[YOUR TASK]: Your task is to output all the records below, word for word.

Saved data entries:
------------------------------------

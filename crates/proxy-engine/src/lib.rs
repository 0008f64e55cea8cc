//! Path-level HTTP forwarder for arbitrary upstream provider paths (chat
//! completions, messages, embeddings, images). Resolves a provider,
//! injects its decrypted credentials, and either streams an SSE response
//! line-by-line or copies the body verbatim.

mod provider;
mod registry;
mod stream;

pub use provider::{default_upstream_base, provider_from_model, resolve_provider};
pub use registry::{ProviderRegistry, ProxyError};

#[cfg(test)]
pub use registry::MockProviderRegistry;

use std::time::Duration;

use axum::body::Body;
use axum::http::{HeaderMap, HeaderValue, StatusCode};
use observability::BatchMetrics;
use serde_json::Value;

/// Upstream timeout for proxied calls, matching task calls.
const PROXY_CALL_TIMEOUT: Duration = Duration::from_secs(300);

pub struct ProxyRequest {
    pub user_id: String,
    /// Path with any leading `/proxy` prefix already stripped.
    pub path: String,
    pub method: axum::http::Method,
    pub header_provider: Option<String>,
    pub query_provider: Option<String>,
    pub content_type: Option<String>,
    pub accept: Option<String>,
    pub body: bytes::Bytes,
}

pub struct ProxyResponse {
    pub status: StatusCode,
    pub headers: HeaderMap,
    pub body: Body,
}

pub struct ProxyEngine<R: ProviderRegistry> {
    http: reqwest::Client,
    registry: R,
}

impl<R: ProviderRegistry> ProxyEngine<R> {
    pub fn new(registry: R) -> Result<Self, ProxyError> {
        let http = reqwest::Client::builder()
            .timeout(PROXY_CALL_TIMEOUT)
            .build()?;
        Ok(Self { http, registry })
    }

    pub async fn forward(&self, req: ProxyRequest) -> Result<ProxyResponse, ProxyError> {
        let path = req.path.trim_start_matches('/');
        if path.is_empty() {
            return Err(ProxyError::EmptyPath);
        }

        let body_model = extract_model(&req.body);

        let provider = resolve_provider(
            req.header_provider.as_deref(),
            req.query_provider.as_deref(),
            body_model.as_deref(),
        )
        .ok_or(ProxyError::ProviderUnresolved)?;

        if let Some(model) = &body_model {
            if !self.registry.is_model_enabled(&provider, model).await {
                return Err(ProxyError::ModelDisabled {
                    provider: provider.clone(),
                    model: model.clone(),
                });
            }
        } else if !self.registry.is_provider_enabled(&provider).await {
            return Err(ProxyError::ProviderDisabled(provider));
        }

        let credentials = self.registry.credentials(&provider).await?;
        let base = credentials
            .endpoint
            .clone()
            .or_else(|| default_upstream_base(&provider).map(str::to_string))
            .ok_or_else(|| ProxyError::NoEndpoint(provider.clone()))?;

        let url = format!("{}/{path}", base.trim_end_matches('/'));

        let model_or_path = body_model.clone().unwrap_or_else(|| req.path.clone());
        let result = self.send(&url, &req, &credentials.api_key).await;

        match &result {
            Ok(resp) => {
                BatchMetrics::record_proxy_request(&provider, "success");
                tracing::info!(
                    user_id = %req.user_id,
                    provider = %provider,
                    model_or_path = %model_or_path,
                    status = resp.status.as_u16(),
                    "proxy request completed"
                );
            }
            Err(e) => {
                BatchMetrics::record_proxy_request(&provider, "error");
                tracing::warn!(
                    user_id = %req.user_id,
                    provider = %provider,
                    model_or_path = %model_or_path,
                    error = %e,
                    "proxy request failed"
                );
            }
        }

        result
    }

    async fn send(
        &self,
        url: &str,
        req: &ProxyRequest,
        api_key: &str,
    ) -> Result<ProxyResponse, ProxyError> {
        let mut builder = self
            .http
            .request(req.method.clone(), url)
            .header("Authorization", format!("Bearer {api_key}"))
            .body(req.body.clone());

        if let Some(ct) = &req.content_type {
            builder = builder.header("Content-Type", ct);
        }
        if let Some(accept) = &req.accept {
            builder = builder.header("Accept", accept);
        }

        let resp = builder.send().await?;
        let status = StatusCode::from_u16(resp.status().as_u16()).unwrap_or(StatusCode::BAD_GATEWAY);

        let mut headers = HeaderMap::new();
        for (name, value) in resp.headers() {
            if let Ok(v) = HeaderValue::from_bytes(value.as_bytes()) {
                headers.insert(name.clone(), v);
            }
        }

        let is_sse = resp
            .headers()
            .get("content-type")
            .and_then(|v| v.to_str().ok())
            .map(|v| v.contains("text/event-stream"))
            .unwrap_or(false);

        let body = if is_sse {
            Body::from_stream(stream::line_buffered(resp))
        } else {
            Body::from(resp.bytes().await?)
        };

        Ok(ProxyResponse {
            status,
            headers,
            body,
        })
    }
}

/// Pulls the `model` field out of a JSON request body, if present. Used
/// both for provider inference and the enabled-model gate.
fn extract_model(body: &bytes::Bytes) -> Option<String> {
    if body.is_empty() {
        return None;
    }
    let value: Value = serde_json::from_slice(body).ok()?;
    value.get("model")?.as_str().map(str::to_string)
}

#[cfg(test)]
mod tests {
    use super::*;
    use axum::http::Method;
    use credential_store::ResolvedCredentials;

    fn req(body: &str) -> ProxyRequest {
        ProxyRequest {
            user_id: "u1".to_string(),
            path: "v1/chat/completions".to_string(),
            method: Method::POST,
            header_provider: None,
            query_provider: None,
            content_type: Some("application/json".to_string()),
            accept: None,
            body: bytes::Bytes::from(body.to_string()),
        }
    }

    #[test]
    fn extract_model_reads_body_field() {
        let body = bytes::Bytes::from_static(br#"{"model":"gpt-4o","messages":[]}"#);
        assert_eq!(extract_model(&body).as_deref(), Some("gpt-4o"));
    }

    #[test]
    fn extract_model_is_none_for_empty_body() {
        assert!(extract_model(&bytes::Bytes::new()).is_none());
    }

    #[tokio::test]
    async fn forward_rejects_empty_path() {
        let registry = MockProviderRegistry::new();
        let engine = ProxyEngine::new(registry).unwrap();
        let mut request = req(r#"{"model":"gpt-4o"}"#);
        request.path = "".to_string();
        let err = engine.forward(request).await.unwrap_err();
        assert!(matches!(err, ProxyError::EmptyPath));
    }

    #[tokio::test]
    async fn forward_rejects_disabled_model() {
        let mut registry = MockProviderRegistry::new();
        registry
            .expect_is_model_enabled()
            .returning(|_, _| Box::pin(async { false }));
        let engine = ProxyEngine::new(registry).unwrap();
        let err = engine.forward(req(r#"{"model":"gpt-4o"}"#)).await.unwrap_err();
        assert!(matches!(err, ProxyError::ModelDisabled { .. }));
    }

    #[tokio::test]
    async fn forward_rejects_unresolvable_provider() {
        let registry = MockProviderRegistry::new();
        let engine = ProxyEngine::new(registry).unwrap();
        let err = engine
            .forward(req(r#"{"model":"some-unknown-model"}"#))
            .await
            .unwrap_err();
        assert!(matches!(err, ProxyError::ProviderUnresolved));
    }

    #[tokio::test]
    async fn forward_rejects_no_endpoint_for_unmapped_provider_header() {
        let mut registry = MockProviderRegistry::new();
        registry
            .expect_is_provider_enabled()
            .returning(|_| Box::pin(async { true }));
        registry.expect_credentials().returning(|_| {
            Box::pin(async {
                Ok(ResolvedCredentials {
                    api_key: "sk-test".to_string(),
                    endpoint: None,
                })
            })
        });
        let engine = ProxyEngine::new(registry).unwrap();
        let mut request = req("");
        request.header_provider = Some("mystery-provider".to_string());
        let err = engine.forward(request).await.unwrap_err();
        assert!(matches!(err, ProxyError::NoEndpoint(_)));
    }
}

------------------------------------

[SOLUTION FOR THIS EXERCISE]:
filename crates/proxy-engine/src/lib.rs
repository 0008f64e55cea8cc
//! Path-level HTTP forwarder for arbitrary upstream provider paths (chat
//! completions, messages, embeddings, images). Resolves a provider,
//! injects its decrypted credentials, and either streams an SSE response
//! line-by-line or copies the body verbatim.

mod provider;
mod registry;
mod stream;

pub use provider::{default_upstream_base, provider_from_model, resolve_provider};
pub use registry::{ProviderRegistry, ProxyError};

#[cfg(test)]
pub use registry::MockProviderRegistry;

use std::time::Duration;

use axum::body::Body;
use axum::http::{HeaderMap, HeaderValue, StatusCode};
use observability::BatchMetrics;
use serde_json::Value;

/// Upstream timeout for proxied calls, matching task calls.
const PROXY_CALL_TIMEOUT: Duration = Duration::from_secs(300);

pub struct ProxyRequest {
    pub user_id: String,
    /// Path with any leading `/proxy` prefix already stripped.
    pub path: String,
    pub method: axum::http::Method,
    pub header_provider: Option<String>,
    pub query_provider: Option<String>,
    pub content_type: Option<String>,
    pub accept: Option<String>,
    pub body: bytes::Bytes,
}

pub struct ProxyResponse {
    pub status: StatusCode,
    pub headers: HeaderMap,
    pub body: Body,
}

pub struct ProxyEngine<R: ProviderRegistry> {
    http: reqwest::Client,
    registry: R,
}

impl<R: ProviderRegistry> ProxyEngine<R> {
    pub fn new(registry: R) -> Result<Self, ProxyError> {
        let http = reqwest::Client::builder()
            .timeout(PROXY_CALL_TIMEOUT)
            .build()?;
        Ok(Self { http, registry })
    }

    pub async fn forward(&self, req: ProxyRequest) -> Result<ProxyResponse, ProxyError> {
        let path = req.path.trim_start_matches('/');
        if path.is_empty() {
            return Err(ProxyError::EmptyPath);
        }

        let body_model = extract_model(&req.body);

        let provider = resolve_provider(
            req.header_provider.as_deref(),
            req.query_provider.as_deref(),
            body_model.as_deref(),
        )
        .ok_or(ProxyError::ProviderUnresolved)?;

        if let Some(model) = &body_model {
            if !self.registry.is_model_enabled(&provider, model).await {
                return Err(ProxyError::ModelDisabled {
                    provider: provider.clone(),
                    model: model.clone(),
                });
            }
        } else if !self.registry.is_provider_enabled(&provider).await {
            return Err(ProxyError::ProviderDisabled(provider));
        }

        let credentials = self.registry.credentials(&provider).await?;
        let base = credentials
            .endpoint
            .clone()
            .or_else(|| default_upstream_base(&provider).map(str::to_string))
            .ok_or_else(|| ProxyError::NoEndpoint(provider.clone()))?;

        let url = format!("{}/{path}", base.trim_end_matches('/'));

        let model_or_path = body_model.clone().unwrap_or_else(|| req.path.clone());
        let result = self.send(&url, &req, &credentials.api_key).await;

        match &result {
            Ok(resp) => {
                BatchMetrics::record_proxy_request(&provider, "success");
                tracing::info!(
                    user_id = %req.user_id,
                    provider = %provider,
                    model_or_path = %model_or_path,
                    status = resp.status.as_u16(),
                    "proxy request completed"
                );
            }
            Err(e) => {
                BatchMetrics::record_proxy_request(&provider, "error");
                tracing::warn!(
                    user_id = %req.user_id,
                    provider = %provider,
                    model_or_path = %model_or_path,
                    error = %e,
                    "proxy request failed"
                );
            }
        }

        result
    }

    async fn send(
        &self,
        url: &str,
        req: &ProxyRequest,
        api_key: &str,
    ) -> Result<ProxyResponse, ProxyError> {
        let mut builder = self
            .http
            .request(req.method.clone(), url)
            .header("Authorization", format!("Bearer {api_key}"))
            .body(req.body.clone());

        if let Some(ct) = &req.content_type {
            builder = builder.header("Content-Type", ct);
        }
        if let Some(accept) = &req.accept {
            builder = builder.header("Accept", accept);
        }

        let resp = builder.send().await?;
        let status = StatusCode::from_u16(resp.status().as_u16()).unwrap_or(StatusCode::BAD_GATEWAY);

        let mut headers = HeaderMap::new();
        for (name, value) in resp.headers() {
            if let Ok(v) = HeaderValue::from_bytes(value.as_bytes()) {
                headers.insert(name.clone(), v);
            }
        }

        let is_sse = resp
            .headers()
            .get("content-type")
            .and_then(|v| v.to_str().ok())
            .map(|v| v.contains("text/event-stream"))
            .unwrap_or(false);

        let body = if is_sse {
            Body::from_stream(stream::line_buffered(resp))
        } else {
            Body::from(resp.bytes().await?)
        };

        Ok(ProxyResponse {
            status,
            headers,
            body,
        })
    }
}

/// Pulls the `model` field out of a JSON request body, if present. Used
/// both for provider inference and the enabled-model gate.
fn extract_model(body: &bytes::Bytes) -> Option<String> {
    if body.is_empty() {
        return None;
    }
    let value: Value = serde_json::from_slice(body).ok()?;
    value.get("model")?.as_str().map(str::to_string)
}

#[cfg(test)]
mod tests {
    use super::*;
    use axum::http::Method;
    use credential_store::ResolvedCredentials;

    fn req(body: &str) -> ProxyRequest {
        ProxyRequest {
            user_id: "u1".to_string(),
            path: "v1/chat/completions".to_string(),
            method: Method::POST,
            header_provider: None,
            query_provider: None,
            content_type: Some("application/json".to_string()),
            accept: None,
            body: bytes::Bytes::from(body.to_string()),
        }
    }

    #[test]
    fn extract_model_reads_body_field() {
        let body = bytes::Bytes::from_static(br#"{"model":"gpt-4o","messages":[]}"#);
        assert_eq!(extract_model(&body).as_deref(), Some("gpt-4o"));
    }

    #[test]
    fn extract_model_is_none_for_empty_body() {
        assert!(extract_model(&bytes::Bytes::new()).is_none());
    }

    #[tokio::test]
    async fn forward_rejects_empty_path() {
        let registry = MockProviderRegistry::new();
        let engine = ProxyEngine::new(registry).unwrap();
        let mut request = req(r#"{"model":"gpt-4o"}"#);
        request.path = "".to_string();
        let err = engine.forward(request).await.unwrap_err();
        assert!(matches!(err, ProxyError::EmptyPath));
    }

    #[tokio::test]
    async fn forward_rejects_disabled_model() {
        let mut registry = MockProviderRegistry::new();
        registry
            .expect_is_model_enabled()
            .returning(|_, _| Box::pin(async { false }));
        let engine = ProxyEngine::new(registry).unwrap();
        let err = engine.forward(req(r#"{"model":"gpt-4o"}"#)).await.unwrap_err();
        assert!(matches!(err, ProxyError::ModelDisabled { .. }));
    }

    #[tokio::test]
    async fn forward_rejects_unresolvable_provider() {
        let registry = MockProviderRegistry::new();
        let engine = ProxyEngine::new(registry).unwrap();
        let err = engine
            .forward(req(r#"{"model":"some-unknown-model"}"#))
            .await
            .unwrap_err();
        assert!(matches!(err, ProxyError::ProviderUnresolved));
    }

    #[tokio::test]
    async fn forward_rejects_no_endpoint_for_unmapped_provider_header() {
        let mut registry = MockProviderRegistry::new();
        registry
            .expect_is_provider_enabled()
            .returning(|_| Box::pin(async { true }));
        registry.expect_credentials().returning(|_| {
            Box::pin(async {
                Ok(ResolvedCredentials {
                    api_key: "sk-test".to_string(),
                    endpoint: None,
                })
            })
        });
        let engine = ProxyEngine::new(registry).unwrap();
        let mut request = req("");
        request.header_provider = Some("mystery-provider".to_string());
        let err = engine.forward(request).await.unwrap_err();
        assert!(matches!(err, ProxyError::NoEndpoint(_)));
    }
}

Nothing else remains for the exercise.